Is Using Google Health Healthy?
2008 May 20

Yesterday, Google launched their newest product, Google Health, a web-based tool that lets you track your medical conditions, history and medications all in one place. Some medical providers can even connect to Google Health, so you can import your complete health history as easily as you can invite all of your MSN contacts to sign up for Gmail.
Scary, right? Of course Google promises that they will keep your information “safe and secure,” but safe and secure from whom? The privacy policy mentions that they will use your personal health data in ways not clearly defined:
Google will use aggregate data to publish trend statistics and associations. For example, Google might publish trend data similar to what is published in Google Trends.
They might. Or they might not. This vague “policy” doesn’t inspire confidence. But it gets worse:
None of this data can be used to personally identify an individual.
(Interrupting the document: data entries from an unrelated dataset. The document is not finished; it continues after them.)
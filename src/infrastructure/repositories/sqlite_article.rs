// src/infrastructure/repositories/sqlite_article.rs
use super::error::map_sqlx;
use crate::domain::article::{
    Article, ArticleContent, ArticleId, ArticleRepository, ArticleTitle, ArticleUpdate, NewArticle,
};
use crate::domain::errors::{DomainError, DomainResult};
use async_trait::async_trait;
use chrono::{DateTime, Utc};
use sqlx::{FromRow, SqlitePool};

#[derive(Clone)]
pub struct SqliteArticleRepository {
    pool: SqlitePool,
}

impl SqliteArticleRepository {
    pub fn new(pool: SqlitePool) -> Self {
        Self { pool }
    }
}

#[derive(Debug, FromRow)]
struct ArticleRow {
    id: i64,
    title: String,
    content: String,
    created_at: DateTime<Utc>,
    updated_at: DateTime<Utc>,
}

impl TryFrom<ArticleRow> for Article {
    type Error = DomainError;

    fn try_from(row: ArticleRow) -> Result<Self, Self::Error> {
        Ok(Article {
            id: ArticleId::new(row.id)?,
            title: ArticleTitle::new(row.title)?,
            content: ArticleContent::new(row.content)?,
            created_at: row.created_at,
            updated_at: row.updated_at,
        })
    }
}

#[async_trait]
impl ArticleRepository for SqliteArticleRepository {
    async fn insert(&self, article: NewArticle) -> DomainResult<Article> {
        let NewArticle {
            title,
            content,
            created_at,
            updated_at,
        } = article;

        let row = sqlx::query_as::<_, ArticleRow>(
            "INSERT INTO articles (title, content, created_at, updated_at)
             VALUES ($1, $2, $3, $4)
             RETURNING id, title, content, created_at, updated_at",
        )
        .bind(title.as_str())
        .bind(content.as_str())
        .bind(created_at)
        .bind(updated_at)
        .fetch_one(&self.pool)
        .await
        .map_err(map_sqlx)?;

        Article::try_from(row)
    }

    async fn update(&self, update: ArticleUpdate) -> DomainResult<Article> {
        let ArticleUpdate {
            id,
            title,
            content,
            updated_at,
        } = update;

        // Explicit transaction scope around the read-modify-write.
        let mut tx = self.pool.begin().await.map_err(map_sqlx)?;

        let maybe_row = sqlx::query_as::<_, ArticleRow>(
            "UPDATE articles SET title = $1, content = $2, updated_at = $3
             WHERE id = $4
             RETURNING id, title, content, created_at, updated_at",
        )
        .bind(title.as_str())
        .bind(content.as_str())
        .bind(updated_at)
        .bind(i64::from(id))
        .fetch_optional(&mut *tx)
        .await
        .map_err(map_sqlx)?;

        let row = maybe_row.ok_or_else(|| DomainError::NotFound("article not found".into()))?;

        tx.commit().await.map_err(map_sqlx)?;

        Article::try_from(row)
    }

    async fn delete(&self, id: ArticleId) -> DomainResult<()> {
        // Idempotent: 0 rows affected is not an error.
        sqlx::query("DELETE FROM articles WHERE id = $1")
            .bind(i64::from(id))
            .execute(&self.pool)
            .await
            .map_err(map_sqlx)?;
        Ok(())
    }

    async fn find_by_id(&self, id: ArticleId) -> DomainResult<Option<Article>> {
        let row = sqlx::query_as::<_, ArticleRow>(
            "SELECT id, title, content, created_at, updated_at
             FROM articles WHERE id = $1",
        )
        .bind(i64::from(id))
        .fetch_optional(&self.pool)
        .await
        .map_err(map_sqlx)?;

        row.map(Article::try_from).transpose()
    }

    async fn list(&self, limit: u32) -> DomainResult<Vec<Article>> {
        let limit = limit.clamp(1, 100);

        let rows = sqlx::query_as::<_, ArticleRow>(
            "SELECT id, title, content, created_at, updated_at
             FROM articles ORDER BY created_at DESC, id DESC LIMIT $1",
        )
        .bind(i64::from(limit))
        .fetch_all(&self.pool)
        .await
        .map_err(map_sqlx)?;

        rows.into_iter().map(Article::try_from).collect()
    }
}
We know this isn’t true, as we’ve already seen how ostensibly anonymized data can be used, with some detective work, to reveal identities. And if no one has ever captured and published this particular data before, how can we be certain that individuals can’t be identified with it? More importantly, does lumping my information in with others’ and then publishing it on the web qualify as keeping my health records “safe and secure”? Obviously, Google and I disagree on this point. But we have already transitioned into a world where Gmail mines our emails, and Mint monitors our personal finances, so why not do the same with medical records?
An efficient, secure tool for managing one’s own health information would be an enormous asset. I just don’t think that a web-based, hosted solution is in the individual’s best interest. Convenience doesn’t always have to come at the expense of relinquishing control of our private data.